Los almacenes que lograron resguardarse de este huracán tuvieron que desarrollar ciertas estrategias de diversos grados, para subsistir en un mercado gobernado por la publicidad de los bajos precios.
Miguel Ángel Saccone, hombre de unos 60 años, se decidió a colocar un almacén hace 10 años junto a su señora Juana, en la esquina de Alem y Pereyra Lucena, en Lomas de Zamora. Esto ocurrió luego de que ambos quedaran desempleados por el cierre de una clínica psiquiátrica en la que trabajaban como jefe de mantenimiento y como cocinera, respectivamente. La infancia de este proyecto le rindió sus frutos económicos a él y a su esposa, hasta que dos supermercados se instalaron en las cercanías del barrio y la demanda comenzó a diluirse. Todo esto sumado a la disminución de los salarios de la clase media y baja. Por ende, “tuvimos que achicarnos y quedarnos con un local más pequeño en lugar de los dos que teníamos”, relata Miguel, luego de atender a una señora de 50 años que se queda charlando durante unos instantes.
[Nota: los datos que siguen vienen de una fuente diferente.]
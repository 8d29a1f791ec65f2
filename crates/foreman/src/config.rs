//! Pool configuration

use std::time::Duration;

use serde::{Deserialize, Serialize};

/// How a queue producer spreads jobs over the monitors that asked for
/// demand.
#[derive(Debug, Clone, Copy, PartialEq, Eq, Default, Serialize, Deserialize)]
#[serde(rename_all = "snake_case")]
pub enum DispatcherStrategy {
    /// Serve demand in the order it arrived.
    #[default]
    Fifo,
    /// Serve a random pending demand unit.
    Random,
}

/// Per-pool configuration.
///
/// The worker module, queue backend, and failure mode are values rather
/// than configuration data and are passed to `Pool::start` directly.
///
/// # Example
///
/// ```
/// use foreman::PoolConfig;
/// use std::time::Duration;
///
/// let config = PoolConfig::new("thumbnails")
///     .with_num_workers(4)
///     .with_collect_timeout(Duration::from_secs(2));
/// ```
#[derive(Debug, Clone, Serialize, Deserialize)]
pub struct PoolConfig {
    /// Pool name; also the backend queue name.
    pub name: String,

    /// Register the pool as `(global, name)` so a shared registry serves
    /// it cluster-wide.
    #[serde(default)]
    pub global: bool,

    /// Queue producers to run.
    #[serde(default = "default_num_queues")]
    pub num_queues: usize,

    /// Workers (each with its own monitor) to run.
    #[serde(default = "default_num_workers")]
    pub num_workers: usize,

    /// Delay before retrying a failed worker `init`.
    #[serde(with = "duration_millis", default = "default_init_retry")]
    pub init_retry: Duration,

    /// Default timeout for collecting a job result.
    #[serde(with = "duration_millis", default = "default_collect_timeout")]
    pub collect_timeout: Duration,

    /// Demand dispatch strategy.
    #[serde(default)]
    pub dispatcher: DispatcherStrategy,

    /// Declare the backend queue durable.
    #[serde(default = "default_true")]
    pub durable: bool,

    /// Exchange to publish through (backend-specific; empty means the
    /// default exchange).
    #[serde(default)]
    pub exchange: String,

    /// Safety bound on unacknowledged push deliveries per subscription.
    #[serde(default = "default_prefetch")]
    pub prefetch: u16,

    /// Opaque arguments handed to the worker module's `init`.
    #[serde(default)]
    pub init_args: serde_json::Value,
}

fn default_num_queues() -> usize {
    1
}

fn default_num_workers() -> usize {
    10
}

fn default_init_retry() -> Duration {
    Duration::from_secs(5)
}

fn default_collect_timeout() -> Duration {
    Duration::from_millis(5000)
}

fn default_prefetch() -> u16 {
    10
}

fn default_true() -> bool {
    true
}

impl PoolConfig {
    pub fn new(name: impl Into<String>) -> Self {
        Self {
            name: name.into(),
            global: false,
            num_queues: default_num_queues(),
            num_workers: default_num_workers(),
            init_retry: default_init_retry(),
            collect_timeout: default_collect_timeout(),
            dispatcher: DispatcherStrategy::default(),
            durable: true,
            exchange: String::new(),
            prefetch: default_prefetch(),
            init_args: serde_json::Value::Null,
        }
    }

    pub fn with_global(mut self, global: bool) -> Self {
        self.global = global;
        self
    }

    pub fn with_num_queues(mut self, n: usize) -> Self {
        self.num_queues = n.max(1);
        self
    }

    pub fn with_num_workers(mut self, n: usize) -> Self {
        self.num_workers = n.max(1);
        self
    }

    pub fn with_init_retry(mut self, delay: Duration) -> Self {
        self.init_retry = delay;
        self
    }

    pub fn with_collect_timeout(mut self, timeout: Duration) -> Self {
        self.collect_timeout = timeout;
        self
    }

    pub fn with_dispatcher(mut self, strategy: DispatcherStrategy) -> Self {
        self.dispatcher = strategy;
        self
    }

    pub fn with_durable(mut self, durable: bool) -> Self {
        self.durable = durable;
        self
    }

    pub fn with_exchange(mut self, exchange: impl Into<String>) -> Self {
        self.exchange = exchange.into();
        self
    }

    pub fn with_prefetch(mut self, prefetch: u16) -> Self {
        self.prefetch = prefetch.max(1);
        self
    }

    pub fn with_init_args(mut self, args: serde_json::Value) -> Self {
        self.init_args = args;
        self
    }
}

/// Serde support for Duration as milliseconds
mod duration_millis {
    use serde::{Deserialize, Deserializer, Serialize, Serializer};
    use std::time::Duration;

    pub fn serialize<S>(duration: &Duration, serializer: S) -> Result<S::Ok, S::Error>
    where
        S: Serializer,
    {
        duration.as_millis().serialize(serializer)
    }

    pub fn deserialize<'de, D>(deserializer: D) -> Result<Duration, D::Error>
    where
        D: Deserializer<'de>,
    {
        let millis = u64::deserialize(deserializer)?;
        Ok(Duration::from_millis(millis))
    }
}

#[cfg(test)]
mod tests {
    use super::*;

    #[test]
    fn test_defaults() {
        let config = PoolConfig::new("p");
        assert_eq!(config.num_queues, 1);
        assert_eq!(config.num_workers, 10);
        assert_eq!(config.init_retry, Duration::from_secs(5));
        assert_eq!(config.collect_timeout, Duration::from_millis(5000));
        assert_eq!(config.prefetch, 10);
        assert!(config.durable);
        assert_eq!(config.dispatcher, DispatcherStrategy::Fifo);
    }

    #[test]
    fn test_builder() {
        let config = PoolConfig::new("p")
            .with_num_queues(2)
            .with_num_workers(3)
            .with_prefetch(0)
            .with_dispatcher(DispatcherStrategy::Random);

        assert_eq!(config.num_queues, 2);
        assert_eq!(config.num_workers, 3);
        // Clamped to a sane floor.
        assert_eq!(config.prefetch, 1);
        assert_eq!(config.dispatcher, DispatcherStrategy::Random);
    }

    #[test]
    fn test_serde_round_trip() {
        let config = PoolConfig::new("p").with_init_retry(Duration::from_millis(250));
        let json = serde_json::to_string(&config).unwrap();
        let back: PoolConfig = serde_json::from_str(&json).unwrap();
        assert_eq!(back.name, "p");
        assert_eq!(back.init_retry, Duration::from_millis(250));
    }
}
A pesar de sostener que no se puede competir con los precios de los supermercados, Miguel agrega que “la gente es fiel con el almacenero y a pesar de que le vendés un poco más caro el trato cotidiano tiene mucho que ver. Uno es una especie de psicólogo, la gente viene y te comenta cosas que quizás no se las cuenta ni a los familiares (...) Hay una comunicación muy interesante, con mucha confianza de ambos lados que a nosotros (él y su esposa) nos reconforta”.
Barrio del Gran Buenos Aires. Esquina del infinito. 20:00 horas. La luna maquillada por las nubes ilumina el escenario. Los autos vuelven desde el punto de fuga. Los enormes edificios abren sus innumerables ojos de luz. El reflejo de los altos faroles dibuja geometrías urbanas en la pana de adoquines. Juan comienza a bajar el párpado metálico de su almacén, cuando una sombra aniñada se acerca en bicicleta. Entonces Juan abre nuevamente la cortina y pregunta: “¿qué te doy campeón?”